DATA SUPPLIED
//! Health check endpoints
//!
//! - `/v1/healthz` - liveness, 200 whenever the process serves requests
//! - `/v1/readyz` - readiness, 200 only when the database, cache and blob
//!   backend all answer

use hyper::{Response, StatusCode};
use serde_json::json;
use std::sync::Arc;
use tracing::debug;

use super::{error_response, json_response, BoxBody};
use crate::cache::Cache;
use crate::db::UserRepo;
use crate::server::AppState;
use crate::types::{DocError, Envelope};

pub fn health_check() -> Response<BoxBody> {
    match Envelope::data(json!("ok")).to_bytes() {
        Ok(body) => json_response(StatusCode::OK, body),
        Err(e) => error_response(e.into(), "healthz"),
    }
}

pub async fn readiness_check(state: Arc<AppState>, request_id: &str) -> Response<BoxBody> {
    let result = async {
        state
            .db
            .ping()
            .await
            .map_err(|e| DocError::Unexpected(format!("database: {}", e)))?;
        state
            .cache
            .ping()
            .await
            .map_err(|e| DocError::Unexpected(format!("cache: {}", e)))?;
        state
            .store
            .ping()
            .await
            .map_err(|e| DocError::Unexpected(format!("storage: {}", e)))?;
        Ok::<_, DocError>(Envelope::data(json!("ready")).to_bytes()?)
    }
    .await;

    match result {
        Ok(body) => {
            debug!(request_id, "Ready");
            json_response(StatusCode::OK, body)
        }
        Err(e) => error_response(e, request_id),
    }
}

---

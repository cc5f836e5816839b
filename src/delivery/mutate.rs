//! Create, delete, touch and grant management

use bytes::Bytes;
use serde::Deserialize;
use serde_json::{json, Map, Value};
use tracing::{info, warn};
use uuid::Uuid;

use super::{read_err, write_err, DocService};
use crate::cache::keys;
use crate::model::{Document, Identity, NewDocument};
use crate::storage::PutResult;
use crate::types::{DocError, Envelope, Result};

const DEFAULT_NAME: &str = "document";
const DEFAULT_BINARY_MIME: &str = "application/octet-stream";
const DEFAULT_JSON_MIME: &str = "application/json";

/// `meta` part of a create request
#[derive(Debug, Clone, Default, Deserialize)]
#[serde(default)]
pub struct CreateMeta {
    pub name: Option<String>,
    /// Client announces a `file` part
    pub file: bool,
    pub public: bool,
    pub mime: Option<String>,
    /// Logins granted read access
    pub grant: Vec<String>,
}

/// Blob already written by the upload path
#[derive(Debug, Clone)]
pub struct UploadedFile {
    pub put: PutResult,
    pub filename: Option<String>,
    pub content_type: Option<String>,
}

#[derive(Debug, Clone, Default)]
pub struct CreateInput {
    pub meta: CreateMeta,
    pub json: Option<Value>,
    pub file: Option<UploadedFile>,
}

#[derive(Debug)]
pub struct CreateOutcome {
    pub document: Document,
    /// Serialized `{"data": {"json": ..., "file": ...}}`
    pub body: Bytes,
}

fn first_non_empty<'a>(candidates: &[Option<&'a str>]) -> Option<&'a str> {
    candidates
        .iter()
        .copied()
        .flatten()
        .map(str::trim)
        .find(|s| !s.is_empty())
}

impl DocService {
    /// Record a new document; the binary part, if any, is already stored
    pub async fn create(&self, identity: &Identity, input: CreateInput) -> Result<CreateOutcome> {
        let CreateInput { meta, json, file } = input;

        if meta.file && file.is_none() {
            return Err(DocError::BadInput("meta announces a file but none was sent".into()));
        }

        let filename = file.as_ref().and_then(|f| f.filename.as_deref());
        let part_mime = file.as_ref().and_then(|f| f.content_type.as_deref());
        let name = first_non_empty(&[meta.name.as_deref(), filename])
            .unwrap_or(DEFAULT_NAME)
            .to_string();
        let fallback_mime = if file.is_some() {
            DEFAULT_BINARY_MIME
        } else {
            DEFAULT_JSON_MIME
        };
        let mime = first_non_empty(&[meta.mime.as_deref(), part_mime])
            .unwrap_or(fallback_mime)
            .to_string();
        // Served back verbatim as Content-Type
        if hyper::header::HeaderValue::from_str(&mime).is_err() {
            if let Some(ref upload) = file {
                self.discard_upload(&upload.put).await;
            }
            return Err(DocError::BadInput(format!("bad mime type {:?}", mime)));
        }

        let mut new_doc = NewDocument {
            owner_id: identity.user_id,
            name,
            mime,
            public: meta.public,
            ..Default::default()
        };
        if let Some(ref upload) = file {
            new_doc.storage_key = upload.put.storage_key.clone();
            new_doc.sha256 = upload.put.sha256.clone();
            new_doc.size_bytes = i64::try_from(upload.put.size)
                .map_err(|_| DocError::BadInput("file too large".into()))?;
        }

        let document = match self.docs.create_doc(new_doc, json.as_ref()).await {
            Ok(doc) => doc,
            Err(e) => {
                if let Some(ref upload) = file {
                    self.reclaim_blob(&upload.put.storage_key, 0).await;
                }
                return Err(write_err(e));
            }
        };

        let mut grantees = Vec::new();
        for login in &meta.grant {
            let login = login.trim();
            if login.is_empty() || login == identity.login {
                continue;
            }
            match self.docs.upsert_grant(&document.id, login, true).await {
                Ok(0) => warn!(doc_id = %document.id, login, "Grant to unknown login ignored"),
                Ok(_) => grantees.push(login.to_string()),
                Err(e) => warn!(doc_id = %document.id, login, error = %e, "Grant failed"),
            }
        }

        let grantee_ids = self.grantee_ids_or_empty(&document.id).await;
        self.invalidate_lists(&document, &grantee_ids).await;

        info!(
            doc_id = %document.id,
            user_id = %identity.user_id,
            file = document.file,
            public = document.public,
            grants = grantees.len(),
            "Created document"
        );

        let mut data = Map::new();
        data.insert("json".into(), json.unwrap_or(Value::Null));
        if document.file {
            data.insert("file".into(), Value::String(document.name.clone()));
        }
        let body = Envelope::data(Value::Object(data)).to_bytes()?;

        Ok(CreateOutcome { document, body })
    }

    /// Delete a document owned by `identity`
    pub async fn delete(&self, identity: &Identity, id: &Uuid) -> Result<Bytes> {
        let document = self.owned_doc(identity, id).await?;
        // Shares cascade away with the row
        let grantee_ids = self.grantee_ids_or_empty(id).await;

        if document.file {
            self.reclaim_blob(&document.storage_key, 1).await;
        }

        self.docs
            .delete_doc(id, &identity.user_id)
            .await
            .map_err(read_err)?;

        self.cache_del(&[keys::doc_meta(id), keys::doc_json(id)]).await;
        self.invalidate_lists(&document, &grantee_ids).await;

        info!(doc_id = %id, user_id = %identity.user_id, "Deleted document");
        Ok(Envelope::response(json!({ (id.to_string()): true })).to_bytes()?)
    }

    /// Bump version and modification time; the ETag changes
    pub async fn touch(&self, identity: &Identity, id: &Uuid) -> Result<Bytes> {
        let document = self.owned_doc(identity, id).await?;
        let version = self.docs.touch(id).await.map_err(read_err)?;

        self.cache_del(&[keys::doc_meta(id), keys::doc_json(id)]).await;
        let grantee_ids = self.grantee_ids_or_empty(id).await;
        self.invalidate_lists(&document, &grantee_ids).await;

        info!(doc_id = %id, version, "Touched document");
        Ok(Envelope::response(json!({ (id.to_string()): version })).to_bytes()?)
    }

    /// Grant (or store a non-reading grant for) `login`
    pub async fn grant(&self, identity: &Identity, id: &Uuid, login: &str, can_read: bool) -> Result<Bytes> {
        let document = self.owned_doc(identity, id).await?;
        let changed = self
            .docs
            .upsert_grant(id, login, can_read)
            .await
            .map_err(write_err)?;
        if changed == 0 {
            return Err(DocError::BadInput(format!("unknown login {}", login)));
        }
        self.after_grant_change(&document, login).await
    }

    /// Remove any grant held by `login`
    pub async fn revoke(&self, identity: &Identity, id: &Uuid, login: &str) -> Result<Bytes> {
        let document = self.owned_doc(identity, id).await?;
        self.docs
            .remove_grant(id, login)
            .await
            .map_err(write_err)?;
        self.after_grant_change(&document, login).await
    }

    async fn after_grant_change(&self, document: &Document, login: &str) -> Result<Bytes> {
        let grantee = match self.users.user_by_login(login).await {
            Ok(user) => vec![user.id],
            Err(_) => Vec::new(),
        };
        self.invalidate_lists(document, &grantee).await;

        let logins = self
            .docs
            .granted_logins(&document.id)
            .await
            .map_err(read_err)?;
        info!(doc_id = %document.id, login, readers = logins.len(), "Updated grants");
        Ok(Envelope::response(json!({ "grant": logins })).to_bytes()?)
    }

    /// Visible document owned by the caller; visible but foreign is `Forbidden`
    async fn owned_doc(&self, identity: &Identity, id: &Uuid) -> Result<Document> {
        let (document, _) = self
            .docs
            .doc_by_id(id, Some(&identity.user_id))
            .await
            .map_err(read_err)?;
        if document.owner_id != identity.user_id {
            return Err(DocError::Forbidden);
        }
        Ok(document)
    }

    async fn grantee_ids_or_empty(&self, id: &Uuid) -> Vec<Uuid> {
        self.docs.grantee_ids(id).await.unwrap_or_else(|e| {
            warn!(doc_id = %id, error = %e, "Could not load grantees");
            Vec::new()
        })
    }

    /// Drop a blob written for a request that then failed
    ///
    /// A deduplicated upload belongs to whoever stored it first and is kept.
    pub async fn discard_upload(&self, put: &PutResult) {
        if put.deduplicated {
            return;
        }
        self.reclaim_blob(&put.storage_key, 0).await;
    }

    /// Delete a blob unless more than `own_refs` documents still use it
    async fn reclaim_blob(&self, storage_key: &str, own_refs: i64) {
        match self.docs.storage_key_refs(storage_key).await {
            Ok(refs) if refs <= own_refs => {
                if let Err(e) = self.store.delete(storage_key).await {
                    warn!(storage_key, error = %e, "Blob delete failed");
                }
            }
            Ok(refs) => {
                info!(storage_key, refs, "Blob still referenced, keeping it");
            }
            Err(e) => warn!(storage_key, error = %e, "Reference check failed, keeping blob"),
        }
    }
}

---

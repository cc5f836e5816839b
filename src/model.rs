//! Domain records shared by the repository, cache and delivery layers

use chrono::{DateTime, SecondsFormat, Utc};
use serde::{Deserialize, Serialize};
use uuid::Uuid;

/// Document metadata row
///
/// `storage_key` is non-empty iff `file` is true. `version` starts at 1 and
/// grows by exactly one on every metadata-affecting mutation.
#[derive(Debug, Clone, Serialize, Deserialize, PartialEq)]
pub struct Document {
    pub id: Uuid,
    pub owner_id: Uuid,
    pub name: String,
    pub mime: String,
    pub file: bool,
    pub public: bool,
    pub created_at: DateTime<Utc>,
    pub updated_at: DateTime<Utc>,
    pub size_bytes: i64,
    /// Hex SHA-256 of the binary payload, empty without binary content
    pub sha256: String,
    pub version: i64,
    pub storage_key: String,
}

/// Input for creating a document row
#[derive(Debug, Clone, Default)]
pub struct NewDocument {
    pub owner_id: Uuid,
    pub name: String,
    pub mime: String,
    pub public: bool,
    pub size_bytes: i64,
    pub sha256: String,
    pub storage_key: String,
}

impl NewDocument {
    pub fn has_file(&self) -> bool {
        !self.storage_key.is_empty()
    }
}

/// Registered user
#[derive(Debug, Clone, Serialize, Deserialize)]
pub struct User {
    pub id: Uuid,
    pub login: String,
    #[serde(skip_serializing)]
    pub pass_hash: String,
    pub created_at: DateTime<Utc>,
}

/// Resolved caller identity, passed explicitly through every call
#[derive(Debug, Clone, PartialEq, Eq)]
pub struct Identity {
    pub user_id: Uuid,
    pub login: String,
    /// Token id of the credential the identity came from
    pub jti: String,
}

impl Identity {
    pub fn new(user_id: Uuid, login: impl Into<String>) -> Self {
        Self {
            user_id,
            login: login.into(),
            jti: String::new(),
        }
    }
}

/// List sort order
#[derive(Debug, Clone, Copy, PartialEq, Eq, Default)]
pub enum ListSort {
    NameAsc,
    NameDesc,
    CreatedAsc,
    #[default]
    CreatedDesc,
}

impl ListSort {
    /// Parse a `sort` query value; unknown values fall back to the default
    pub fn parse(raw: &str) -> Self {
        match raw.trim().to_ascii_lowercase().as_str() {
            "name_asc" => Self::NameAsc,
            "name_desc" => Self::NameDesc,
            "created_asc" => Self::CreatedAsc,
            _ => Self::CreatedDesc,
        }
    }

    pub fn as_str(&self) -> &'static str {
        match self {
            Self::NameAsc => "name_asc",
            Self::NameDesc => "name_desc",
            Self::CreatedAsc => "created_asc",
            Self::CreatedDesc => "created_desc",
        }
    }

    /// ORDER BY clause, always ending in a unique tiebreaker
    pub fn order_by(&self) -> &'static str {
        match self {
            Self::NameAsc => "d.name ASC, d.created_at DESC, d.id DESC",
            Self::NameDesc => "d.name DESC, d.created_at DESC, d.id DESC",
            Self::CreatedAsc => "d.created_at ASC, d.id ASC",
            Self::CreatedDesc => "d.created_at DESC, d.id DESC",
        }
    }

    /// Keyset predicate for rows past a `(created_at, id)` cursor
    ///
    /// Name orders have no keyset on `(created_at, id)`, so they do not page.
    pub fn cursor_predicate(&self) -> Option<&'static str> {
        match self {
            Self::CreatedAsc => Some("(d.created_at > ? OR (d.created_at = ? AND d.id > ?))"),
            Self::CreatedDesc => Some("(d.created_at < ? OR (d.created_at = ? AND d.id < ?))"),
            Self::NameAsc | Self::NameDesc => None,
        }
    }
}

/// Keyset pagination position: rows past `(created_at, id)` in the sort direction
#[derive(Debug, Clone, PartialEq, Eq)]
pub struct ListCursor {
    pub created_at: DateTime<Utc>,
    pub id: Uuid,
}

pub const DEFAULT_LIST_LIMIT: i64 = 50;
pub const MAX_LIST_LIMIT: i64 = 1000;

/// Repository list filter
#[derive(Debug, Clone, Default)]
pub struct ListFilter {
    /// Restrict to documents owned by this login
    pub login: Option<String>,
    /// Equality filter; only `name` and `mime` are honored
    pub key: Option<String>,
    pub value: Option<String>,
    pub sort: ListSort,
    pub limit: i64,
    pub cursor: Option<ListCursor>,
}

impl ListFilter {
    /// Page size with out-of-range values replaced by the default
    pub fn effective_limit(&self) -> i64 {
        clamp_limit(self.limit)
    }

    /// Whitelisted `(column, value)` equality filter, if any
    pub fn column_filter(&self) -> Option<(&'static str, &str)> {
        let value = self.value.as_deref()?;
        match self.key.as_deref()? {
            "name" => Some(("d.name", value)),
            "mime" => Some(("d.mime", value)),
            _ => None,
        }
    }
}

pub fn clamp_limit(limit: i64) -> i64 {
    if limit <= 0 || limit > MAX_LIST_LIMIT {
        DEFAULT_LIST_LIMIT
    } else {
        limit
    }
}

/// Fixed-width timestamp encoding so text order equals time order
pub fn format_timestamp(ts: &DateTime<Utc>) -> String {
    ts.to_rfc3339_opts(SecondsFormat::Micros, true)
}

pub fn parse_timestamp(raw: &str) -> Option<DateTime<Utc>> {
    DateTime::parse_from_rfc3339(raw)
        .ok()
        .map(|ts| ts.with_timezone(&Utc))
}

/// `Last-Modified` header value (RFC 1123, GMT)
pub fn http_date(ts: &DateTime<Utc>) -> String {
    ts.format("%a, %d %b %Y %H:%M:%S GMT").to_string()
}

EXERCISE
Your answer should be one number: how many lines in the preceding listing hold "deduplicated".

EXERCISE OUTPUT
2